Friday, October 18th, 2013


The Smoke Screen

When I'm about to deliver some bad news, I often advise people to take a deep breath. This time, that would be bad advice. According to the World Health Organization, the air people breathe in many parts of the world needs to be labeled as carcinogenic to humans. "Depending on the level of exposure in different parts of the world, the risk was found to be similar to that of breathing in second-hand tobacco smoke."

+ Quartz: Here are the world's worst cities for air pollution, and they're not the ones you'd expect.


Nightmare in Maryville

"Since the morning her daughter had been left nearly unconscious in the frost of the home's front lawn, this northwest Missouri community had come to mean little besides heartache." The Kansas City Star reports on a Nightmare in Maryville, where charges of rape led to a firestorm against the accuser's family, and a mediastorm on the Internet and beyond.

+ From XOJane: "I'm Daisy Coleman, the teenager at the center of the Maryville rape media storm, and this is what really happened." One of the most interesting parts of this story is the role played by Anonymous and the power of social media.

+ WaPo: Here's a way to never start a sentence: "I'm not saying she deserved to be raped, but..."


Weekend Reads

"She's the most famous schoolgirl in the world. She gets Skyped by the secretary-general of the United Nations, Angelina Jolie drops in for tea, and Madonna has dedicated a song to her." From Christina Lamb in The Sunday Times: My Year with Malala.
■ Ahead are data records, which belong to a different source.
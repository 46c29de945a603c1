use super::parameters::{compute_all, SpikeParameter};
use super::{Spike, UNASSIGNED_GROUP};
use crate::acquisition::Epoch;
use crate::config::SpikeConfig;
use crate::error::{Error, Result};
use crate::processing::detectors::ThresholdCrossingDetector;

use rayon::prelude::*;

/// Spikes of every channel, each list ordered by epoch index then position.
pub struct SpikeStore {
    sample_rate: f64,
    detector: ThresholdCrossingDetector,
    channels: Vec<Vec<Spike>>,
}

impl SpikeStore {
    pub fn new(num_channels: usize, sample_rate: f64, geometry: SpikeConfig) -> Self {
        Self {
            sample_rate,
            detector: ThresholdCrossingDetector::new(geometry),
            channels: vec![Vec::new(); num_channels],
        }
    }

    pub fn geometry(&self) -> SpikeConfig {
        self.detector.geometry()
    }

    /// Changes the snippet geometry. Returns true if it changed, in which
    /// case every stored spike is dropped and the caller has to rescan.
    pub fn set_spike_length(
        &mut self,
        pre_threshold: usize,
        post_threshold: usize,
        spike_length: usize,
    ) -> bool {
        let geometry = SpikeConfig {
            pre_threshold,
            post_threshold,
            spike_length,
        };
        if geometry == self.detector.geometry() {
            return false;
        }
        self.detector = ThresholdCrossingDetector::new(geometry);
        self.clear();
        log::debug!(
            "Spike geometry set to {}+{}+{} samples, stored spikes dropped",
            pre_threshold,
            spike_length,
            post_threshold
        );
        true
    }

    pub fn num_channels(&self) -> usize {
        self.channels.len()
    }

    pub fn set_num_channels(&mut self, num_channels: usize) {
        self.channels.resize_with(num_channels, Vec::new);
    }

    /// Detects and stores the spikes of every channel of `epoch`. Spikes
    /// previously stored for the same epoch are replaced. Returns the number
    /// of spikes added.
    pub fn add(&mut self, epoch: &Epoch) -> Result<usize> {
        if epoch.num_channels() != self.channels.len() {
            return Err(Error::DataConsistency(format!(
                "epoch {} has {} channels, spike store has {}",
                epoch.index,
                epoch.num_channels(),
                self.channels.len()
            )));
        }

        let detected: Vec<Vec<Spike>> = (0..self.channels.len())
            .into_par_iter()
            .map(|channel| self.extract(epoch, channel))
            .collect::<Result<_>>()?;

        let mut added = 0;
        for (spikes, new) in self.channels.iter_mut().zip(detected) {
            added += new.len();
            let range = epoch_range(spikes, epoch.index);
            spikes.splice(range, new);
        }
        Ok(added)
    }

    fn extract(&self, epoch: &Epoch, channel: usize) -> Result<Vec<Spike>> {
        let samples = epoch.channel(channel)?;
        let threshold = epoch.thresholds[channel];
        let pre = self.detector.geometry().pre_threshold;

        let spikes = self
            .detector
            .detect(samples, threshold)
            .into_iter()
            .filter_map(|position| {
                let waveform = self.detector.snippet(samples, position)?;
                Some(Spike {
                    channel,
                    position,
                    time: epoch.start_time + position as f64 / self.sample_rate,
                    waveform: waveform.to_vec(),
                    threshold,
                    stimulus_index: epoch.stimulus_index,
                    epoch_index: epoch.index,
                    repetition_index: epoch.repetition_index,
                    features: compute_all(waveform, pre, self.sample_rate),
                    group: UNASSIGNED_GROUP,
                })
            })
            .collect();
        Ok(spikes)
    }

    /// Removes the spikes of one epoch on one channel, returning how many.
    pub fn remove(&mut self, channel: usize, epoch_index: usize) -> Result<usize> {
        let spikes = self.channel_mut(channel)?;
        let range = epoch_range(spikes, epoch_index);
        let removed = range.len();
        spikes.drain(range);
        Ok(removed)
    }

    /// Drops everything and re-detects from the epochs that still hold raw
    /// data. Returns the number of epochs scanned.
    pub fn rescan<'a, I>(&mut self, epochs: I) -> Result<usize>
    where
        I: IntoIterator<Item = &'a Epoch>,
    {
        self.clear();
        let mut scanned = 0;
        for epoch in epochs {
            if !epoch.has_data() {
                log::debug!("Epoch {} has no raw data, not rescanned", epoch.index);
                continue;
            }
            self.add(epoch)?;
            scanned += 1;
        }
        Ok(scanned)
    }

    pub fn clear(&mut self) {
        for spikes in self.channels.iter_mut() {
            spikes.clear();
        }
    }

    // ---- Accessors ----

    fn channel_ref(&self, channel: usize) -> Result<&Vec<Spike>> {
        let num_channels = self.channels.len();
        self.channels
            .get(channel)
            .ok_or(Error::ChannelIndex { channel, num_channels })
    }

    fn channel_mut(&mut self, channel: usize) -> Result<&mut Vec<Spike>> {
        let num_channels = self.channels.len();
        self.channels
            .get_mut(channel)
            .ok_or(Error::ChannelIndex { channel, num_channels })
    }

    pub fn spikes(&self, channel: usize) -> Result<&[Spike]> {
        self.channel_ref(channel).map(|s| s.as_slice())
    }

    pub fn num_spikes(&self, channel: usize) -> Result<usize> {
        self.channel_ref(channel).map(|s| s.len())
    }

    pub fn total_spikes(&self) -> usize {
        self.channels.iter().map(|s| s.len()).sum()
    }

    pub fn spike(&self, channel: usize, index: usize) -> Result<&Spike> {
        let spikes = self.channel_ref(channel)?;
        spikes.get(index).ok_or(Error::SpikeIndex {
            channel,
            index,
            len: spikes.len(),
        })
    }

    pub fn spike_time(&self, channel: usize, index: usize) -> Result<f64> {
        self.spike(channel, index).map(|s| s.time)
    }

    pub fn spike_position(&self, channel: usize, index: usize) -> Result<usize> {
        self.spike(channel, index).map(|s| s.position)
    }

    pub fn spike_stim_index(&self, channel: usize, index: usize) -> Result<usize> {
        self.spike(channel, index).map(|s| s.stimulus_index)
    }

    pub fn spike_epoch_index(&self, channel: usize, index: usize) -> Result<usize> {
        self.spike(channel, index).map(|s| s.epoch_index)
    }

    pub fn spike_repetition_index(&self, channel: usize, index: usize) -> Result<usize> {
        self.spike(channel, index).map(|s| s.repetition_index)
    }

    pub fn spike_threshold(&self, channel: usize, index: usize) -> Result<f32> {
        self.spike(channel, index).map(|s| s.threshold)
    }

    pub fn spike_group(&self, channel: usize, index: usize) -> Result<i32> {
        self.spike(channel, index).map(|s| s.group)
    }

    pub fn spike_param(&self, channel: usize, index: usize, which: SpikeParameter) -> Result<f64> {
        self.spike(channel, index).map(|s| s.param(which))
    }

    pub fn set_spike_group(&mut self, channel: usize, index: usize, group: i32) -> Result<()> {
        let spikes = self.channel_mut(channel)?;
        let len = spikes.len();
        let spike = spikes
            .get_mut(index)
            .ok_or(Error::SpikeIndex { channel, index, len })?;
        spike.group = group;
        Ok(())
    }
}

/// Contiguous range of spikes belonging to `epoch_index`.
fn epoch_range(spikes: &[Spike], epoch_index: usize) -> std::ops::Range<usize> {
    let start = spikes.partition_point(|s| s.epoch_index < epoch_index);
    let end = spikes.partition_point(|s| s.epoch_index <= epoch_index);
    start..end
}

#[cfg(test)]
mod tests {
    use super::*;
    use crate::acquisition::EpochData;

    const FS: f64 = 10_000.0;

    fn geometry() -> SpikeConfig {
        SpikeConfig {
            pre_threshold: 5,
            post_threshold: 5,
            spike_length: 10,
        }
    }

    fn epoch(index: usize, channels: Vec<Vec<f32>>, thresholds: Vec<f32>) -> Epoch {
        let num_samples = channels[0].len();
        let num_channels = channels.len();
        let samples = channels.into_iter().flatten().collect();
        let data = EpochData::new(num_channels, num_samples, samples).unwrap();
        let start = index as f64 * num_samples as f64 / FS;
        Epoch::new(index, index % 3, index / 3, start, thresholds, data)
    }

    fn spikes_at(len: usize, positions: &[usize]) -> Vec<f32> {
        let mut samples = vec![0.0; len];
        for &p in positions {
            samples[p] = 1.0;
            samples[p + 1] = 0.6;
        }
        samples
    }

    #[test]
    fn add_tags_spikes_with_epoch_context() {
        let mut store = SpikeStore::new(2, FS, geometry());
        let e = epoch(4, vec![spikes_at(200, &[50, 120]), vec![0.0; 200]], vec![0.5, 0.5]);
        assert_eq!(store.add(&e).unwrap(), 2);

        assert_eq!(store.num_spikes(0).unwrap(), 2);
        assert_eq!(store.num_spikes(1).unwrap(), 0);
        assert_eq!(store.spike_position(0, 1).unwrap(), 120);
        assert_eq!(store.spike_epoch_index(0, 0).unwrap(), 4);
        assert_eq!(store.spike_stim_index(0, 0).unwrap(), 1);
        assert_eq!(store.spike_repetition_index(0, 0).unwrap(), 1);
        assert_eq!(store.spike_threshold(0, 0).unwrap(), 0.5);
        assert_eq!(store.spike_group(0, 0).unwrap(), UNASSIGNED_GROUP);
        assert_eq!(store.spike(0, 0).unwrap().waveform.len(), 20);

        let expected_time = e.start_time + 50.0 / FS;
        assert!((store.spike_time(0, 0).unwrap() - expected_time).abs() < 1e-12);
        let max = store.spike_param(0, 0, SpikeParameter::MaxAmplitude).unwrap();
        assert!((max - 1.0).abs() < 1e-6);
    }

    #[test]
    fn accessors_reject_out_of_range() {
        let store = SpikeStore::new(1, FS, geometry());
        assert!(matches!(
            store.spike(0, 0),
            Err(Error::SpikeIndex { channel: 0, index: 0, len: 0 })
        ));
        assert!(matches!(
            store.num_spikes(3),
            Err(Error::ChannelIndex { channel: 3, num_channels: 1 })
        ));
    }

    #[test]
    fn remove_then_add_is_identical() {
        let mut store = SpikeStore::new(1, FS, geometry());
        let e0 = epoch(0, vec![spikes_at(200, &[30, 90])], vec![0.5]);
        let e1 = epoch(1, vec![spikes_at(200, &[60])], vec![0.5]);
        store.add(&e0).unwrap();
        store.add(&e1).unwrap();
        let before = store.spikes(0).unwrap().to_vec();

        assert_eq!(store.remove(0, 0).unwrap(), 2);
        assert_eq!(store.num_spikes(0).unwrap(), 1);
        store.add(&e0).unwrap();
        assert_eq!(store.spikes(0).unwrap(), before.as_slice());
    }

    #[test]
    fn re_adding_an_epoch_replaces_its_spikes() {
        let mut store = SpikeStore::new(1, FS, geometry());
        let e = epoch(2, vec![spikes_at(200, &[30, 90])], vec![0.5]);
        store.add(&e).unwrap();
        store.add(&e).unwrap();
        assert_eq!(store.num_spikes(0).unwrap(), 2);

        // Raised threshold: the same epoch now yields nothing
        let quiet = epoch(2, vec![spikes_at(200, &[30, 90])], vec![2.0]);
        store.add(&quiet).unwrap();
        assert_eq!(store.num_spikes(0).unwrap(), 0);
    }

    #[test]
    fn geometry_change_drops_spikes() {
        let mut store = SpikeStore::new(1, FS, geometry());
        store.add(&epoch(0, vec![spikes_at(200, &[30])], vec![0.5])).unwrap();
        assert!(!store.set_spike_length(5, 5, 10));
        assert_eq!(store.num_spikes(0).unwrap(), 1);
        assert!(store.set_spike_length(8, 5, 10));
        assert_eq!(store.num_spikes(0).unwrap(), 0);
    }

    #[test]
    fn released_epochs_are_not_rescanned() {
        let mut store = SpikeStore::new(1, FS, geometry());
        let e0 = epoch(0, vec![spikes_at(200, &[30])], vec![0.5]);
        let mut e1 = epoch(1, vec![spikes_at(200, &[40])], vec![0.5]);
        e1.clear_data();
        assert!(matches!(store.add(&e1), Err(Error::EpochDataReleased(1))));
        assert_eq!(store.rescan([&e0, &e1]).unwrap(), 1);
        assert_eq!(store.num_spikes(0).unwrap(), 1);
    }

    #[test]
    fn groups_are_mutable() {
        let mut store = SpikeStore::new(1, FS, geometry());
        store.add(&epoch(0, vec![spikes_at(200, &[30])], vec![0.5])).unwrap();
        store.set_spike_group(0, 0, 3).unwrap();
        assert_eq!(store.spike_group(0, 0).unwrap(), 3);
        assert!(store.set_spike_group(0, 1, 3).is_err());
    }
}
+ Even as technology advances, there's one part of medical school that seems to remain largely the same. In this four part series, the Journal Sentinel takes you along for the ride during a semester with first-year medical students as they dissect a human body: The Course of Their Lives.

+ 20 Minutes at Rucker Park: A streetballer's cross-country journey from the deepest part of hell to take his shot on New York's most storied basketball court.

+ The Matchmaker of the Mentally Ill.

+ Reminder, you can share these weekend reads or any of the day's news by clicking on the Twitter and Facebook icons beneath each blurb.


The Gamers

"I am terrible at video games. In fact, I struggle to make it past Space Invaders' first level." So says Tomohiro Nishikado. The man who created Space Invaders.

+ Buzzfeed takes you behind the scenes, at a sold-out Staples Center, for gaming's first Super Bowl. Unless you play, you have no idea how big League of Legends is.


To Dye For

"If you are healthy, and you live in a country like the UK, taking multi-vitamins and high-dose antioxidants may shorten your life." The BBC on the problem with taking too many vitamins.

+ A confession. I have a serious popsicle problem. It's an addiction really. And that probably wouldn't worry me all that much if the popsicles were clear. But they're not. Like many of our foods, they feature a rainbow of food dyes, many of which are banned in other countries. From FastCo, here's an infographic: Just How Dangerous Is The Dye In Your Food? (Short answer: I'm going to switch to sucking ice cubes.)


The New Math

"In America, what you earn depends largely on your success in school. Unfortunately, your success in school depends largely on what your parents earn. It's an intergenerational Catch 22 that's at the heart of modern poverty." Almost half of public school students are now low income.

+ Are private schools worth it? The students have higher test scores. But that could be because of the income levels of their parents, not the schools.

+ You need equipment. You need uniforms. You often need to pay for coaches and private leagues. You need to transport your kid to far away games. You need free time in the afternoon and on weekends. The costs of participating in competitive youth sports are pricing a large percentage of kids out of the market.


Head Banger

The 1.8 million year-old Skull 5 has dramatically changed the way scientists view the course of human evolution. (The last few weeks in Washington have made many of us wonder whether it happened at all...)


The Gray Area at a Black College

"He came to Bluefield State to play baseball, hoping to win the starting spot on third base. But he was surprised by what he found when he got to campus. "My first thought was: There are a lot of white people ... Where all the black people at?'" NPR shares the interesting story of the whitest historically black college in America.


It’s a Matter of Degrees

Forget that old adage about us all being just six degrees of separation away from any other person in the world. Thanks to Facebook, that number is now more like 3.9 degrees.


The Bottom of the News

"Mr. Simpson was in the house totally nude and went outside naked while his neighbor was watering her grass. Then his wife ran out of the house trying to cover him with a towel." Yes it's 2013. But the FCC is still fielding numerous complaints by television viewers who are offended by The Simpsons. And the person who lodged this complaint is only 3.9 people away from you....

+ The untold history of Starbuck's Pumpkin Spice Latte. (Who says investigative reporting is dead?)

+ Abraham Lincoln was really into infographics.

+ The worst thing ever to happen to local news: Mike Myers' wife had a baby.